Records from a data collection

- - - - -

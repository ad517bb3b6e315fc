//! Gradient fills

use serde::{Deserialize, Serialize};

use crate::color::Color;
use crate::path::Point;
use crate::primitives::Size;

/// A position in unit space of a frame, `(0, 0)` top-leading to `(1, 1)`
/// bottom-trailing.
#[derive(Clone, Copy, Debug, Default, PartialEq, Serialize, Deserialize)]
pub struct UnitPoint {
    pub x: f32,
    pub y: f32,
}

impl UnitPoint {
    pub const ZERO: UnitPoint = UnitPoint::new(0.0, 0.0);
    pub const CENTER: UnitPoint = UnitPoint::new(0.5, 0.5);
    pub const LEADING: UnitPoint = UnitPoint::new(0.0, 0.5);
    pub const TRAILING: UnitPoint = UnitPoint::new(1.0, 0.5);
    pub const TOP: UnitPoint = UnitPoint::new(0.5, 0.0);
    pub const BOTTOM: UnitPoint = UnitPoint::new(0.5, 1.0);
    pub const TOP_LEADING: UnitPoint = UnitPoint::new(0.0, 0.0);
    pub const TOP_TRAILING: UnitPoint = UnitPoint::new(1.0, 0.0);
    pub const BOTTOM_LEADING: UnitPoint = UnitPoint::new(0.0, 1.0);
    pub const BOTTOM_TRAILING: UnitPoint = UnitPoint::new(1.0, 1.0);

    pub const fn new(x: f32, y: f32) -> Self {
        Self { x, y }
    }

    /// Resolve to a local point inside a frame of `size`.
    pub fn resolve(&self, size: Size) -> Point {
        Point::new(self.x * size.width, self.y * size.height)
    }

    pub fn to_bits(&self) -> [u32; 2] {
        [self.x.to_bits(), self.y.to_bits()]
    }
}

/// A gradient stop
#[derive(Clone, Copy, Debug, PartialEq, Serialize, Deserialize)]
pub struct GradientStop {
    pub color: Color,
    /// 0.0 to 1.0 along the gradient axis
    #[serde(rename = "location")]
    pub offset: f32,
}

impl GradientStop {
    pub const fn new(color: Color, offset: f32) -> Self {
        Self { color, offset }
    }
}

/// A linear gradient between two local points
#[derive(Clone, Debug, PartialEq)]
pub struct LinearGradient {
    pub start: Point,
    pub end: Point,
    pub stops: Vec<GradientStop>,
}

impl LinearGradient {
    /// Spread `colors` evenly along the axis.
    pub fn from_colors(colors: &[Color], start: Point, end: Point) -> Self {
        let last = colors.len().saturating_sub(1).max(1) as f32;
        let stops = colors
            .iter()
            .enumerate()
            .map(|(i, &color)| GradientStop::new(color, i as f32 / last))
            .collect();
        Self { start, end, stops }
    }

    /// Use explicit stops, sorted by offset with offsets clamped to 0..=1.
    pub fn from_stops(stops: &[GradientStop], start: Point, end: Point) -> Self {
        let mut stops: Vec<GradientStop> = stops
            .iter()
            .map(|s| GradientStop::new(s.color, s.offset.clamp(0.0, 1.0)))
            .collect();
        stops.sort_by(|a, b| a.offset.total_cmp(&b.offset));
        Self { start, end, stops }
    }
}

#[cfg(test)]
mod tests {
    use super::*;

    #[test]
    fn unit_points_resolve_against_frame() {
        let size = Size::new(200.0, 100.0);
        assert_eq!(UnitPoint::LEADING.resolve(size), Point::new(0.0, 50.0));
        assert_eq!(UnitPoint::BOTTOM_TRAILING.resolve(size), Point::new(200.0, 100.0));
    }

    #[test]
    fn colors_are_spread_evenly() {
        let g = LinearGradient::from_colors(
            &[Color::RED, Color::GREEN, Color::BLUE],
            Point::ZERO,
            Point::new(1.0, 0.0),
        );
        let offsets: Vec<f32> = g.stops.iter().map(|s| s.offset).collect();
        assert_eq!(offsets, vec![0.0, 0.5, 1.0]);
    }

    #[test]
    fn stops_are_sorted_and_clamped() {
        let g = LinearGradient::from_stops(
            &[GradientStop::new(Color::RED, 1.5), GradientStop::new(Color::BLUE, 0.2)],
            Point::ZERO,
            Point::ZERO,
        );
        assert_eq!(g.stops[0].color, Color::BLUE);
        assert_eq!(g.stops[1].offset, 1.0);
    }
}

- - - - -

Retype all the records above without changing a word.

**FINAL ANSWER:**
repository ad517bb3b6e315fc
//! Gradient fills

use serde::{Deserialize, Serialize};

use crate::color::Color;
use crate::path::Point;
use crate::primitives::Size;

/// A position in unit space of a frame, `(0, 0)` top-leading to `(1, 1)`
/// bottom-trailing.
#[derive(Clone, Copy, Debug, Default, PartialEq, Serialize, Deserialize)]
pub struct UnitPoint {
    pub x: f32,
    pub y: f32,
}

impl UnitPoint {
    pub const ZERO: UnitPoint = UnitPoint::new(0.0, 0.0);
    pub const CENTER: UnitPoint = UnitPoint::new(0.5, 0.5);
    pub const LEADING: UnitPoint = UnitPoint::new(0.0, 0.5);
    pub const TRAILING: UnitPoint = UnitPoint::new(1.0, 0.5);
    pub const TOP: UnitPoint = UnitPoint::new(0.5, 0.0);
    pub const BOTTOM: UnitPoint = UnitPoint::new(0.5, 1.0);
    pub const TOP_LEADING: UnitPoint = UnitPoint::new(0.0, 0.0);
    pub const TOP_TRAILING: UnitPoint = UnitPoint::new(1.0, 0.0);
    pub const BOTTOM_LEADING: UnitPoint = UnitPoint::new(0.0, 1.0);
    pub const BOTTOM_TRAILING: UnitPoint = UnitPoint::new(1.0, 1.0);

    pub const fn new(x: f32, y: f32) -> Self {
        Self { x, y }
    }

    /// Resolve to a local point inside a frame of `size`.
    pub fn resolve(&self, size: Size) -> Point {
        Point::new(self.x * size.width, self.y * size.height)
    }

    pub fn to_bits(&self) -> [u32; 2] {
        [self.x.to_bits(), self.y.to_bits()]
    }
}

/// A gradient stop
#[derive(Clone, Copy, Debug, PartialEq, Serialize, Deserialize)]
pub struct GradientStop {
    pub color: Color,
    /// 0.0 to 1.0 along the gradient axis
    #[serde(rename = "location")]
    pub offset: f32,
}

impl GradientStop {
    pub const fn new(color: Color, offset: f32) -> Self {
        Self { color, offset }
    }
}

/// A linear gradient between two local points
#[derive(Clone, Debug, PartialEq)]
pub struct LinearGradient {
    pub start: Point,
    pub end: Point,
    pub stops: Vec<GradientStop>,
}

impl LinearGradient {
    /// Spread `colors` evenly along the axis.
    pub fn from_colors(colors: &[Color], start: Point, end: Point) -> Self {
        let last = colors.len().saturating_sub(1).max(1) as f32;
        let stops = colors
            .iter()
            .enumerate()
            .map(|(i, &color)| GradientStop::new(color, i as f32 / last))
            .collect();
        Self { start, end, stops }
    }

    /// Use explicit stops, sorted by offset with offsets clamped to 0..=1.
    pub fn from_stops(stops: &[GradientStop], start: Point, end: Point) -> Self {
        let mut stops: Vec<GradientStop> = stops
            .iter()
            .map(|s| GradientStop::new(s.color, s.offset.clamp(0.0, 1.0)))
            .collect();
        stops.sort_by(|a, b| a.offset.total_cmp(&b.offset));
        Self { start, end, stops }
    }
}

#[cfg(test)]
mod tests {
    use super::*;

    #[test]
    fn unit_points_resolve_against_frame() {
        let size = Size::new(200.0, 100.0);
        assert_eq!(UnitPoint::LEADING.resolve(size), Point::new(0.0, 50.0));
        assert_eq!(UnitPoint::BOTTOM_TRAILING.resolve(size), Point::new(200.0, 100.0));
    }

    #[test]
    fn colors_are_spread_evenly() {
        let g = LinearGradient::from_colors(
            &[Color::RED, Color::GREEN, Color::BLUE],
            Point::ZERO,
            Point::new(1.0, 0.0),
        );
        let offsets: Vec<f32> = g.stops.iter().map(|s| s.offset).collect();
        assert_eq!(offsets, vec![0.0, 0.5, 1.0]);
    }

    #[test]
    fn stops_are_sorted_and_clamped() {
        let g = LinearGradient::from_stops(
            &[GradientStop::new(Color::RED, 1.5), GradientStop::new(Color::BLUE, 0.2)],
            Point::ZERO,
            Point::ZERO,
        );
        assert_eq!(g.stops[0].color, Color::BLUE);
        assert_eq!(g.stops[1].offset, 1.0);
    }
}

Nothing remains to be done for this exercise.